**What you will do**
Among the lines of the entries below, count those containing the word "pair" and answer with the number only.

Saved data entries
○ ○ ○ ○ ○

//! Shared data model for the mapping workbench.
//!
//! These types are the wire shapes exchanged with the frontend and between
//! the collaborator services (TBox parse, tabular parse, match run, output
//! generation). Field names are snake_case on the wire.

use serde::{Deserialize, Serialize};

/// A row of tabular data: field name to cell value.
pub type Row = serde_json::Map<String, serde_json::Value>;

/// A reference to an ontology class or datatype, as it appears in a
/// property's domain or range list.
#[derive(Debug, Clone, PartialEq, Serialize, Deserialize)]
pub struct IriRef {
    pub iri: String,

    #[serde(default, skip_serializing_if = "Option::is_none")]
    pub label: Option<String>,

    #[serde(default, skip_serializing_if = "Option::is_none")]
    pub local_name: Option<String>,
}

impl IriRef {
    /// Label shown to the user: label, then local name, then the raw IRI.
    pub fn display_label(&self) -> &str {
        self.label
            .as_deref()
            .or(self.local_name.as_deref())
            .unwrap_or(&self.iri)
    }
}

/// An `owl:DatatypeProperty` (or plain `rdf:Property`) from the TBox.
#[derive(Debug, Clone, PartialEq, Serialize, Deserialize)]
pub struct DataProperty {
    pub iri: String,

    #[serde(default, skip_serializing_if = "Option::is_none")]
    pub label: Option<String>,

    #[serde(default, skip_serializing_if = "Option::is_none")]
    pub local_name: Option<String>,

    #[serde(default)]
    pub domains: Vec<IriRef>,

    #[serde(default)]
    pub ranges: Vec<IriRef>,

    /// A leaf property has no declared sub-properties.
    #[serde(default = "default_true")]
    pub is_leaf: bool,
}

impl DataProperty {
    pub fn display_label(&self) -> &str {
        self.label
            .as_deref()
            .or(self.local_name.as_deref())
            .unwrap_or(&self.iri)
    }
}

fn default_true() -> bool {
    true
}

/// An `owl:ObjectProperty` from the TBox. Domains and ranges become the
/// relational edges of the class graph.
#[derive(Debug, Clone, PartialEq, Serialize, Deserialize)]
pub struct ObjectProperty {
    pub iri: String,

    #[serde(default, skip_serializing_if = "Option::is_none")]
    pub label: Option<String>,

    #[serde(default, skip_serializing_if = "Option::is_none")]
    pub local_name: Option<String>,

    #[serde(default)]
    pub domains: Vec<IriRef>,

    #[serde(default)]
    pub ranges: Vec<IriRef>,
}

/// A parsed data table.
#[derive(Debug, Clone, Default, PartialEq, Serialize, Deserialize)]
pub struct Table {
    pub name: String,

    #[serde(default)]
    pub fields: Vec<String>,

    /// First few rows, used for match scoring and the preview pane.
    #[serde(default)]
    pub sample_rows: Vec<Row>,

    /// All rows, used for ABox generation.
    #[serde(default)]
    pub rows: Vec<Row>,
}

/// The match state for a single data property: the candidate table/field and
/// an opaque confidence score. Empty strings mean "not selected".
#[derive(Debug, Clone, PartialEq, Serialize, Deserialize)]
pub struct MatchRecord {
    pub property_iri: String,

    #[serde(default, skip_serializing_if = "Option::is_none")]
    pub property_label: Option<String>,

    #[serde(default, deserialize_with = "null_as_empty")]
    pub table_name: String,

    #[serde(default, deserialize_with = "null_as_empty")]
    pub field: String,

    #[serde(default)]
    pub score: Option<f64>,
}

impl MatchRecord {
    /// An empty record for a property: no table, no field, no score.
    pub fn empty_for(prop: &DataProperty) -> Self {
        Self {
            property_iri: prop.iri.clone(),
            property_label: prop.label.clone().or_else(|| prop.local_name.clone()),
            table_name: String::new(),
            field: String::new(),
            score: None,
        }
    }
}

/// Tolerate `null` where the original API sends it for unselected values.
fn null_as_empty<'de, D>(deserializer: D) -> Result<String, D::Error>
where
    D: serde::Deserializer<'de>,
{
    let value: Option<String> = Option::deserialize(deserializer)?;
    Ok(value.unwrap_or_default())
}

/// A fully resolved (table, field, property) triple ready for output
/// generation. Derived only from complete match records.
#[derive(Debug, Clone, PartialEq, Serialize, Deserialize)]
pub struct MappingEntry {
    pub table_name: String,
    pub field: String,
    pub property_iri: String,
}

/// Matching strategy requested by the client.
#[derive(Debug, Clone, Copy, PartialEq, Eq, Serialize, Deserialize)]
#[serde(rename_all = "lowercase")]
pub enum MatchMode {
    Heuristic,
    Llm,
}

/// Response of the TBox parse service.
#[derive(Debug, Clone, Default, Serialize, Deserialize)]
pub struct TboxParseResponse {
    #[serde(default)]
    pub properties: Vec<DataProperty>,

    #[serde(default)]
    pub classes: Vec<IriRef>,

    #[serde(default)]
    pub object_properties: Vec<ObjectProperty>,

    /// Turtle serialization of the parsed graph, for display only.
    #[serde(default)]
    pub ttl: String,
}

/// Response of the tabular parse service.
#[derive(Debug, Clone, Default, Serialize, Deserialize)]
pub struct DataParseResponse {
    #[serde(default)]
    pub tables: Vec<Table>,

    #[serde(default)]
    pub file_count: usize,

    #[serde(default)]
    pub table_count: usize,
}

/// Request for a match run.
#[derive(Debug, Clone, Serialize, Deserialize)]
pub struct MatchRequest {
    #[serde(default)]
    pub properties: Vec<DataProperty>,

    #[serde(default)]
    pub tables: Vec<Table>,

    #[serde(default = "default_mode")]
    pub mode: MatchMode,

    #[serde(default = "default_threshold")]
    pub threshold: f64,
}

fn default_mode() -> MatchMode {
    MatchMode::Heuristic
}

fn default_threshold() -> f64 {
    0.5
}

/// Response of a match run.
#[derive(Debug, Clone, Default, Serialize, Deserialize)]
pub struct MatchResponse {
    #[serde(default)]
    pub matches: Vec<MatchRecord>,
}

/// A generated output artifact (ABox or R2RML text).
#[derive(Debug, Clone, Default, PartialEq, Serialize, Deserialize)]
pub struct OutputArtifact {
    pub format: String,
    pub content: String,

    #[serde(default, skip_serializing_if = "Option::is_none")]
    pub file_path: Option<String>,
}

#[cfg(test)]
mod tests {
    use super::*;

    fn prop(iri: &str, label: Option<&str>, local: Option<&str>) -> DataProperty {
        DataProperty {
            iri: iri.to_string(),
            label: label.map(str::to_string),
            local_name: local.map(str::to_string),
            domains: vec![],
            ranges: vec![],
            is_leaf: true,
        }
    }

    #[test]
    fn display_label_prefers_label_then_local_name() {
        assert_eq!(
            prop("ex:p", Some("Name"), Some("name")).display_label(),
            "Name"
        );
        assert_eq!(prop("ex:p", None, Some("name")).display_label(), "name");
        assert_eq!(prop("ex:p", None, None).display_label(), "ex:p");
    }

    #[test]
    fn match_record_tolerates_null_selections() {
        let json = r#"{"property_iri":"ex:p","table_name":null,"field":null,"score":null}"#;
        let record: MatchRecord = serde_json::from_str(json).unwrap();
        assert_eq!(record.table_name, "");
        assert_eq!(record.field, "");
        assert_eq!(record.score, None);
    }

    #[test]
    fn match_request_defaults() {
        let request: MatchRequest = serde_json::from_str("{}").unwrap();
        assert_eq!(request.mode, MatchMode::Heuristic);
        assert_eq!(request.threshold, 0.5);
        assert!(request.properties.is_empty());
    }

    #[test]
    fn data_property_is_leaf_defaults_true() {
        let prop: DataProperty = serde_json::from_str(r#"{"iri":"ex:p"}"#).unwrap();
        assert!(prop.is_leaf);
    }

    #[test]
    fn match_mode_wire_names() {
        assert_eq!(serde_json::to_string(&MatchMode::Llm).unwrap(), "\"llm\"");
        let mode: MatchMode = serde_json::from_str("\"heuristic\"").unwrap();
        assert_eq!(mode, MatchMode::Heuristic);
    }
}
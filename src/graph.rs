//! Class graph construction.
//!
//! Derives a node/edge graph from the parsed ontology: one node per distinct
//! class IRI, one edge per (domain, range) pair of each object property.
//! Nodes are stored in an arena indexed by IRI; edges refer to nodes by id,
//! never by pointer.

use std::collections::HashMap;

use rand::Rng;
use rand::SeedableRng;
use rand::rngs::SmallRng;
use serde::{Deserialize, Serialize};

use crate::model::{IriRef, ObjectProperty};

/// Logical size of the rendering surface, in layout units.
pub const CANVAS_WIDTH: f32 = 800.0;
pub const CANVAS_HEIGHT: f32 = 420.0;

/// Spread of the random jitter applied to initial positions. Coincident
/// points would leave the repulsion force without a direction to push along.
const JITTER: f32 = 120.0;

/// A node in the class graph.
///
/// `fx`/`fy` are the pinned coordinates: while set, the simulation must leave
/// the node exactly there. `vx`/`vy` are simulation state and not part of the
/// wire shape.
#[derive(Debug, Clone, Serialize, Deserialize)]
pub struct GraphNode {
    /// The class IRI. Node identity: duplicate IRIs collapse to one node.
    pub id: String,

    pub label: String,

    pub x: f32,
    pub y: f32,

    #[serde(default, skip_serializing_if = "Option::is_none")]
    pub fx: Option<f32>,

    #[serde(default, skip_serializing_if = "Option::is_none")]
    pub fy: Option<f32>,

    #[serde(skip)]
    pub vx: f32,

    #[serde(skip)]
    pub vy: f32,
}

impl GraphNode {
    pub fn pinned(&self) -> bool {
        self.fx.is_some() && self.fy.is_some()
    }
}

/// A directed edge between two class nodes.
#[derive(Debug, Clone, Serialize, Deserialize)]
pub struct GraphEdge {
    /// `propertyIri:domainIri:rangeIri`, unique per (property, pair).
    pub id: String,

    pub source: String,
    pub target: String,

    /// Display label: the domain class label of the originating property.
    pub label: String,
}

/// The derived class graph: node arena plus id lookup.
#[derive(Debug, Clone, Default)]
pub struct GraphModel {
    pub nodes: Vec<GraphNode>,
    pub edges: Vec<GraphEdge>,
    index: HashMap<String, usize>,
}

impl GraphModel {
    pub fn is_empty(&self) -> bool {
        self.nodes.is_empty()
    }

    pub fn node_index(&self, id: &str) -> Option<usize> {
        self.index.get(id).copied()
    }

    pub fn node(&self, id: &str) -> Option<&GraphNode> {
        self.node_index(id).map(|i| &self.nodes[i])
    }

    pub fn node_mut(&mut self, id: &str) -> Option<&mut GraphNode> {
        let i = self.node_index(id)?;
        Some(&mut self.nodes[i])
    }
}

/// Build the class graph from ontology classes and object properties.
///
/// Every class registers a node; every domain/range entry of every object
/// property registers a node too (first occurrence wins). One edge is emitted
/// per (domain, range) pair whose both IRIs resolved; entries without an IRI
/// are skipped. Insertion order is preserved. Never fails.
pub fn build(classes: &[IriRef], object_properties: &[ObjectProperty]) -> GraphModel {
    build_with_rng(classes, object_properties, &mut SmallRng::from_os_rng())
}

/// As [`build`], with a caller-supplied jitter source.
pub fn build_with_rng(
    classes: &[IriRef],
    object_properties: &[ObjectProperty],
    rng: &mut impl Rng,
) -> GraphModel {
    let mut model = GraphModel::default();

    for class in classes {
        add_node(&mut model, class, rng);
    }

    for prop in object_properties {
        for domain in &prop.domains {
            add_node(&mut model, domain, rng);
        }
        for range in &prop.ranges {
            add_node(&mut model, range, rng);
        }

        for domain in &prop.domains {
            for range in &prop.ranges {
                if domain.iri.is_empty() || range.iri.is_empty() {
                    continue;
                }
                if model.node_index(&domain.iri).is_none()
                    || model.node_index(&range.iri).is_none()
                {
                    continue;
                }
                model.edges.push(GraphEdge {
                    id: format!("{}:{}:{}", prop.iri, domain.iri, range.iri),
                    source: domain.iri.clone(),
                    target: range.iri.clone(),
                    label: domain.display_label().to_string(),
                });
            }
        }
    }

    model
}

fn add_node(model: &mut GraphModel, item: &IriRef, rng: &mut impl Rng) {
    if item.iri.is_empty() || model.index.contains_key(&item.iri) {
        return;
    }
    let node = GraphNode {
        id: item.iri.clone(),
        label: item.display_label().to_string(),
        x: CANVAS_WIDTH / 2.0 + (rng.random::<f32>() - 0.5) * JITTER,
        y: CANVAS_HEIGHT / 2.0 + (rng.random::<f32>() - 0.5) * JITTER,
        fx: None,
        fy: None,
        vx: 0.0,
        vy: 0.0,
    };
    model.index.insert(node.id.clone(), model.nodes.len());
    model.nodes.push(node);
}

○ ○ ○ ○ ○

**Final answer**
3